Material provided
══════
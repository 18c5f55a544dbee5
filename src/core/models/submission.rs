use crate::core::models::question::QuestionView;
use chrono::{DateTime, Utc};
use serde::Serialize;
use sqlx::FromRow;

#[derive(sqlx::Type)]
#[sqlx(type_name = "submission_status", rename_all = "snake_case")]
#[derive(Debug, Clone, Copy, Serialize, PartialEq, Eq, Default)]
#[serde(rename_all = "snake_case")]
pub enum SubmissionStatus {
    #[default]
    InProgress,
    Done,
    Cancelled,
}

#[derive(Debug, Clone, Serialize, FromRow, PartialEq, Eq)]
pub struct UserSubmission {
    pub id: i32,
    pub user_id: i32,
    pub questionnaire_id: i32,
    pub status: SubmissionStatus,
    pub current_question_index: i32,
    pub created_at: DateTime<Utc>,
    pub updated_at: DateTime<Utc>,
}

impl UserSubmission {
    pub fn is_in_progress(&self) -> bool {
        self.status == SubmissionStatus::InProgress
    }
}

#[derive(Debug, Clone)]
pub struct Insert {
    pub user_id: i32,
    pub questionnaire_id: i32,
    pub created_at: DateTime<Utc>,
}

#[derive(Debug, Default)]
pub struct Query {
    pub user_id_eq: Option<i32>,
    pub questionnaire_id_eq: Option<i32>,
}

#[derive(Debug, Serialize)]
pub struct Started {
    pub submission_id: i32,
    pub question: QuestionView,
}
══════
Restate the records above verbatim, omitting no line.

repository 18c5f55a544dbee5
filename src/core/models/submission.rs
use crate::core::models::question::QuestionView;
use chrono::{DateTime, Utc};
use serde::Serialize;
use sqlx::FromRow;

#[derive(sqlx::Type)]
#[sqlx(type_name = "submission_status", rename_all = "snake_case")]
#[derive(Debug, Clone, Copy, Serialize, PartialEq, Eq, Default)]
#[serde(rename_all = "snake_case")]
pub enum SubmissionStatus {
    #[default]
    InProgress,
    Done,
    Cancelled,
}

#[derive(Debug, Clone, Serialize, FromRow, PartialEq, Eq)]
pub struct UserSubmission {
    pub id: i32,
    pub user_id: i32,
    pub questionnaire_id: i32,
    pub status: SubmissionStatus,
    pub current_question_index: i32,
    pub created_at: DateTime<Utc>,
    pub updated_at: DateTime<Utc>,
}

impl UserSubmission {
    pub fn is_in_progress(&self) -> bool {
        self.status == SubmissionStatus::InProgress
    }
}

#[derive(Debug, Clone)]
pub struct Insert {
    pub user_id: i32,
    pub questionnaire_id: i32,
    pub created_at: DateTime<Utc>,
}

#[derive(Debug, Default)]
pub struct Query {
    pub user_id_eq: Option<i32>,
    pub questionnaire_id_eq: Option<i32>,
}

#[derive(Debug, Serialize)]
pub struct Started {
    pub submission_id: i32,
    pub question: QuestionView,
}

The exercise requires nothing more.